▶ **AIM OF THE EXERCISE**: Narrow the data below down to the lines containing "candidate".

▶ **MATERIALS PROVIDED**:
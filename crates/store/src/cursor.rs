use pvs_auth::{Authorizer, Identity, Permission};
use pvs_errors::{ErrorKind, ErrorMetadata, ErrorMetadataAnyhowExt};
use pvs_metrics::StatusTimer;
use pvs_value::PointUuid;

use crate::{
    backend::{Order, ResetSpec, Responder},
    polator::PolatorRegistry,
    query::{normalize, Mark, QueryFlags, StoreValuesQuery, StoreValuesResponse},
};

pvs_metrics::register_pvs_status_histogram!(CURSOR_RESPONSE_SECONDS, "time spent building one query response");

/// Drives a [`Responder`] to fill one [`StoreValuesResponse`] for one
/// query.
pub struct Cursor {
    pub response_limit: i32,
    pub backend_limit: u32,
}

impl Cursor {
    pub fn new(response_limit: i32, backend_limit: u32) -> Self {
        Self {
            response_limit,
            backend_limit,
        }
    }

    /// Produce one response to `query`. Never returns `Err`: failures are
    /// embedded in the response instead -- the cursor never throws to the
    /// session layer.
    pub async fn create_response(
        &self,
        query: StoreValuesQuery,
        identity: &Identity,
        authorizer: &dyn Authorizer,
        polators: &dyn PolatorRegistry,
        responder: &mut dyn Responder,
    ) -> StoreValuesResponse {
        use tracing::Instrument;

        let mut timer = StatusTimer::new(&CURSOR_RESPONSE_SECONDS);
        let result = self
            .create_response_inner(query, identity, authorizer, polators, responder)
            .instrument(tracing::info_span!("cursor_create_response"))
            .await;
        match result {
            Ok(resp) => resp,
            Err(e) => {
                timer.set_status(pvs_errors::StatusCode::Failed);
                StoreValuesResponse::error(describe(&e))
            },
        }
    }

    async fn create_response_inner(
        &self,
        query: StoreValuesQuery,
        identity: &Identity,
        authorizer: &dyn Authorizer,
        polators: &dyn PolatorRegistry,
        responder: &mut dyn Responder,
    ) -> anyhow::Result<StoreValuesResponse> {
        if query.cancelled {
            return Ok(StoreValuesResponse::default());
        }

        // Step 1: permission check against the bound point, if any.
        if let Some(point) = &query.point {
            authorizer.check_point(identity, point.point_uuid(), Permission::READ)?;
        }

        // Step 2: polated queries must name a point.
        if query.is_polated() && query.point.is_none() {
            return Err(ErrorMetadata::illegal_argument(
                "a polated query must name a point",
            )
            .into());
        }

        if query.is_polated() && !query.is_count() {
            // Step 3: require an instant interval or a sync, and a bounded
            // endpoint on the query's direction.
            if !(query.interval.is_instant() || query.sync.is_some()) {
                return Err(ErrorMetadata::illegal_argument(
                    "a polated query requires an instant interval or a sync",
                )
                .into());
            }
            let bounded = if query.is_reverse() {
                query.interval.is_bounded_before()
            } else {
                query.interval.is_bounded_after()
            };
            if !bounded {
                return Err(ErrorMetadata::illegal_argument(
                    "a polated query requires a bounded endpoint on its direction",
                )
                .into());
            }

            // Step 4: delegate entirely to the point's polator.
            let point_uuid = query
                .point
                .as_ref()
                .expect("checked above")
                .point_uuid();
            let polator = polators
                .polator_for(point_uuid)
                .ok_or_else(|| ErrorMetadata::illegal_state("no polator configured for point"))?;
            return polator.polate(point_uuid, &query).await;
        }

        // Step 5: narrow the response limit.
        let response_limit = query.limited(self.response_limit);

        // Step 6: initialize counters and prepare the first iteration.
        let to_do = query.get_rows();
        let mut done = 0i32;
        let mut received: u32 = 0;
        let order = if query.is_reverse() {
            Order::Reverse
        } else {
            Order::Forward
        };
        let point_uuid = query.point.as_ref().map(|p| p.point_uuid());
        responder
            .reset(Some(ResetSpec {
                point_uuid,
                query: query.clone(),
                order,
            }))
            .await?;

        // Step 7: COUNT short-circuits the whole loop. Capped by the raw
        // `rows` field, not `get_rows()` -- an unset/zero `rows` means "no
        // cap" here, unlike the row-fetch default of 1.
        if query.is_count() {
            let count = responder.count().await?;
            let rows = query.rows;
            let capped = if rows > 0 && (rows as u64) < count {
                rows as u64
            } else {
                count
            };
            return Ok(StoreValuesResponse {
                count: Some(capped),
                ..Default::default()
            });
        }

        let mut values = Vec::new();
        loop {
            let Some(candidate) = responder.next().await? else {
                break;
            };
            received += 1;

            // Step 8: per-value filtering.
            let ignored = if query.flags.contains(QueryFlags::VALUE) && candidate.point_value.is_null() {
                true
            } else if query.is_synced()
                && query
                    .sync
                    .as_ref()
                    .is_some_and(|s| !s.is_in_sync(candidate.stamp()))
            {
                true
            } else if candidate.is_deleted() && !query.is_deleted() {
                true
            } else if query.point.is_none()
                && authorizer
                    .check_point(identity, candidate.point_uuid(), Permission::READ)
                    .is_err()
            {
                true
            } else {
                false
            };

            if ignored {
                if received >= self.backend_limit && self.backend_limit > 0 {
                    if !self
                        .rewind(responder, &query, order, &candidate, point_uuid)
                        .await?
                    {
                        break;
                    }
                    received = 0;
                }
                continue;
            }

            // Step 9: response-limit boundary produces a Mark.
            if done >= response_limit {
                let mark = Mark {
                    query: query.clone(),
                    next_point_uuid: Some(candidate.point_uuid()),
                    next_stamp: candidate.stamp(),
                    done_count: done,
                };
                return Ok(StoreValuesResponse {
                    values,
                    mark: Some(Box::new(mark)),
                    ..Default::default()
                });
            }

            let value = if query.flags.contains(QueryFlags::NORMALIZED) {
                normalize(candidate.clone())
            } else {
                candidate.clone()
            };
            values.push(value);
            done += 1;
            if done >= to_do {
                return Ok(StoreValuesResponse {
                    values,
                    ..Default::default()
                });
            }

            // Step 10: re-window once the backend's own fetch cap is hit.
            if self.backend_limit > 0 && received >= self.backend_limit {
                if !self
                    .rewind(responder, &query, order, &candidate, point_uuid)
                    .await?
                {
                    break;
                }
                received = 0;
            }
        }

        Ok(StoreValuesResponse {
            values,
            ..Default::default()
        })
    }

    /// Re-prepare the responder with a narrowed interval derived from the
    /// last value seen, continuing the same logical iteration across a
    /// backend batch boundary. Returns `false` when the
    /// new interval would be empty, signaling the caller to stop.
    async fn rewind(
        &self,
        responder: &mut dyn Responder,
        query: &StoreValuesQuery,
        order: Order,
        last: &pvs_value::VersionedValue,
        point_uuid: Option<PointUuid>,
    ) -> anyhow::Result<bool> {
        let pivot = if query.is_pull() { last.version } else { last.stamp() };
        let mut next_query = query.clone();
        next_query.interval = match order {
            Order::Forward => next_query.interval.after_stamp(pivot),
            Order::Reverse => next_query.interval.before_stamp(pivot),
        };
        if next_query.interval.is_empty() {
            return Ok(false);
        }
        responder
            .reset(Some(ResetSpec {
                point_uuid,
                query: next_query,
                order,
            }))
            .await?;
        Ok(true)
    }
}

fn describe(e: &anyhow::Error) -> String {
    match e.error_kind() {
        Some(kind) => format!("{}: {e}", kind_name(kind)),
        None => format!("{e}"),
    }
}

fn kind_name(kind: ErrorKind) -> &'static str {
    kind.as_str()
}

#[cfg(test)]
mod tests {
    use pvs_auth::InMemoryAuthorizer;
    use pvs_value::{Value, VersionedValue};

    use super::*;
    use crate::query::{QueryPoint, StoreValuesQueryBuilder};

    /// A fixed ordered list of rows, served in whatever order `reset` is
    /// asked to prepare -- no actual filtering, since these tests exercise
    /// the cursor's own row-budget logic, not a backend.
    #[derive(Default)]
    struct FixedResponder {
        rows: Vec<VersionedValue>,
        cursor: usize,
    }

    #[async_trait::async_trait]
    impl Responder for FixedResponder {
        async fn reset(&mut self, _spec: Option<ResetSpec>) -> anyhow::Result<()> {
            self.cursor = 0;
            Ok(())
        }

        async fn next(&mut self) -> anyhow::Result<Option<VersionedValue>> {
            let next = self.rows.get(self.cursor).cloned();
            if next.is_some() {
                self.cursor += 1;
            }
            Ok(next)
        }

        async fn count(&mut self) -> anyhow::Result<u64> {
            Ok(self.rows.len() as u64)
        }

        fn limit(&self) -> u32 {
            0
        }
    }

    struct NoPolators;

    impl PolatorRegistry for NoPolators {
        fn polator_for(&self, _point_uuid: PointUuid) -> Option<std::sync::Arc<dyn crate::polator::Polator>> {
            None
        }

        fn is_sync_capable(&self, _point_uuid: PointUuid) -> bool {
            false
        }
    }

    fn five_rows(uuid: PointUuid) -> Vec<VersionedValue> {
        (1..=5)
            .map(|i| VersionedValue::value(uuid, i, i, Value::Signed64(i)))
            .collect()
    }

    #[tokio::test]
    async fn count_with_rows_unset_is_not_capped_to_one() {
        let cursor = Cursor::new(1000, 0);
        let auth = InMemoryAuthorizer::new();
        let identity = Identity::anonymous();
        let uuid = PointUuid::new_v4();
        let mut responder = FixedResponder {
            rows: five_rows(uuid),
            cursor: 0,
        };

        let query = StoreValuesQueryBuilder::new()
            .point(QueryPoint::Uuid(uuid), false)
            .flag(QueryFlags::COUNT)
            .flag(QueryFlags::FORWARD)
            .after(0)
            .build()
            .unwrap();

        let response = cursor
            .create_response(query, &identity, &auth, &NoPolators, &mut responder)
            .await;
        assert_eq!(response.count, Some(5));
    }

    #[tokio::test]
    async fn count_with_rows_set_below_the_total_caps_the_count() {
        let cursor = Cursor::new(1000, 0);
        let auth = InMemoryAuthorizer::new();
        let identity = Identity::anonymous();
        let uuid = PointUuid::new_v4();
        let mut responder = FixedResponder {
            rows: five_rows(uuid),
            cursor: 0,
        };

        let query = StoreValuesQueryBuilder::new()
            .point(QueryPoint::Uuid(uuid), false)
            .flag(QueryFlags::COUNT)
            .flag(QueryFlags::FORWARD)
            .after(0)
            .rows(3)
            .build()
            .unwrap();

        let response = cursor
            .create_response(query, &identity, &auth, &NoPolators, &mut responder)
            .await;
        assert_eq!(response.count, Some(3));
    }
}
//! Production implementation of [`Runtime`] backed by a real tokio executor
//! and wall clock.

use std::{
    future::Future,
    ops::{Add, Sub},
    pin::Pin,
    time::{Duration, Instant, SystemTime},
};

use async_trait::async_trait;
use futures::{channel::oneshot, future::FusedFuture, FutureExt};
use rand::rngs::ThreadRng;
use tokio::{
    runtime::Handle as TokioRuntimeHandle,
    time::sleep,
};

use crate::{JoinError, Runtime, RuntimeInstant, SpawnHandle};

pub struct FutureHandle {
    pub(crate) handle: tokio::task::JoinHandle<()>,
}

impl SpawnHandle for FutureHandle {
    fn shutdown(&mut self) {
        self.handle.abort();
    }

    fn join(&mut self) -> futures::future::BoxFuture<'_, Result<(), JoinError>> {
        async move {
            (&mut self.handle).await.map_err(|e| {
                if e.is_cancelled() {
                    JoinError::Canceled
                } else {
                    JoinError::Panicked(anyhow::anyhow!("task panicked: {e}"))
                }
            })
        }
        .boxed()
    }
}

pub struct ThreadHandle {
    cancel: Option<oneshot::Sender<()>>,
    done: oneshot::Receiver<bool>,
    handle: Option<std::thread::JoinHandle<()>>,
}

impl SpawnHandle for ThreadHandle {
    fn shutdown(&mut self) {
        if let Some(cancel) = self.cancel.take() {
            let _ = cancel.send(());
        }
    }

    fn join(&mut self) -> futures::future::BoxFuture<'_, Result<(), JoinError>> {
        async move {
            if let Ok(was_canceled) = (&mut self.done).await {
                return if was_canceled {
                    Err(JoinError::Canceled)
                } else {
                    Ok(())
                };
            }
            let join_result = self
                .handle
                .take()
                .expect("thread handle joined twice")
                .join();
            let panic = join_result.expect_err("thread finished without a done signal or panic");
            Err(JoinError::Panicked(anyhow::anyhow!("{panic:?}")))
        }
        .boxed()
    }
}

impl ThreadHandle {
    fn spawn<Fut, F>(tokio_handle: TokioRuntimeHandle, f: F) -> Self
    where
        Fut: Future<Output = ()>,
        F: FnOnce() -> Fut + Send + 'static,
    {
        let (cancel_tx, mut cancel_rx) = oneshot::channel();
        let (done_tx, done_rx) = oneshot::channel();
        let handle = std::thread::spawn(move || {
            let _guard = tokio_handle.enter();
            let body = async move {
                let future = f();
                let was_canceled = futures::select! {
                    _ = cancel_rx => true,
                    _ = future.fuse() => false,
                };
                let _ = done_tx.send(was_canceled);
            };
            tokio_handle.block_on(body);
        });
        ThreadHandle {
            cancel: Some(cancel_tx),
            done: done_rx,
            handle: Some(handle),
        }
    }
}

/// Runtime that sleeps real wallclock time and spawns onto a real tokio
/// executor. Clone is cheap: it's a handle into the shared tokio runtime.
#[derive(Clone)]
pub struct ProdRuntime {
    rt: TokioRuntimeHandle,
}

impl ProdRuntime {
    /// Wraps an already-running tokio runtime handle, e.g. the one set up by
    /// `#[tokio::main]` in the server binary.
    pub fn new(handle: TokioRuntimeHandle) -> Self {
        Self { rt: handle }
    }
}

#[async_trait]
impl Runtime for ProdRuntime {
    type Instant = ProdInstant;
    type Rng = ThreadRng;

    fn wait(&self, duration: Duration) -> Pin<Box<dyn FusedFuture<Output = ()> + Send + 'static>> {
        Box::pin(sleep(duration).fuse())
    }

    fn spawn(
        &self,
        _name: &'static str,
        f: impl Future<Output = ()> + Send + 'static,
    ) -> Box<dyn SpawnHandle> {
        Box::new(FutureHandle {
            handle: self.rt.spawn(f),
        })
    }

    fn spawn_thread<Fut, F>(&self, f: F) -> Box<dyn SpawnHandle>
    where
        Fut: Future<Output = ()>,
        F: FnOnce() -> Fut + Send + 'static,
    {
        Box::new(ThreadHandle::spawn(self.rt.clone(), f))
    }

    fn system_time(&self) -> SystemTime {
        SystemTime::now()
    }

    fn monotonic_now(&self) -> ProdInstant {
        ProdInstant(Instant::now())
    }

    fn with_rng<R>(&self, f: impl FnOnce(&mut Self::Rng) -> R) -> R {
        let mut rng = rand::rng();
        f(&mut rng)
    }
}

#[derive(Copy, Clone, Ord, PartialOrd, Eq, PartialEq)]
pub struct ProdInstant(Instant);

impl Sub for ProdInstant {
    type Output = Duration;

    fn sub(self, rhs: Self) -> Duration {
        self.0 - rhs.0
    }
}

impl Add<Duration> for ProdInstant {
    type Output = Self;

    fn add(self, rhs: Duration) -> Self {
        Self(self.0 + rhs)
    }
}

impl RuntimeInstant for ProdInstant {
    fn elapsed(&self) -> Duration {
        self.0.elapsed()
    }
}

▶ **ANSWER SPACE**:
            let Some(candidate) = responder.next().await? else {
            let ignored = if query.flags.contains(QueryFlags::VALUE) && candidate.point_value.is_null() {
                    .is_some_and(|s| !s.is_in_sync(candidate.stamp()))
            } else if candidate.is_deleted() && !query.is_deleted() {
                    .check_point(identity, candidate.point_uuid(), Permission::READ)
                        .rewind(responder, &query, order, &candidate, point_uuid)
                    next_point_uuid: Some(candidate.point_uuid()),
                    next_stamp: candidate.stamp(),
                normalize(candidate.clone())
                candidate.clone()
                    .rewind(responder, &query, order, &candidate, point_uuid)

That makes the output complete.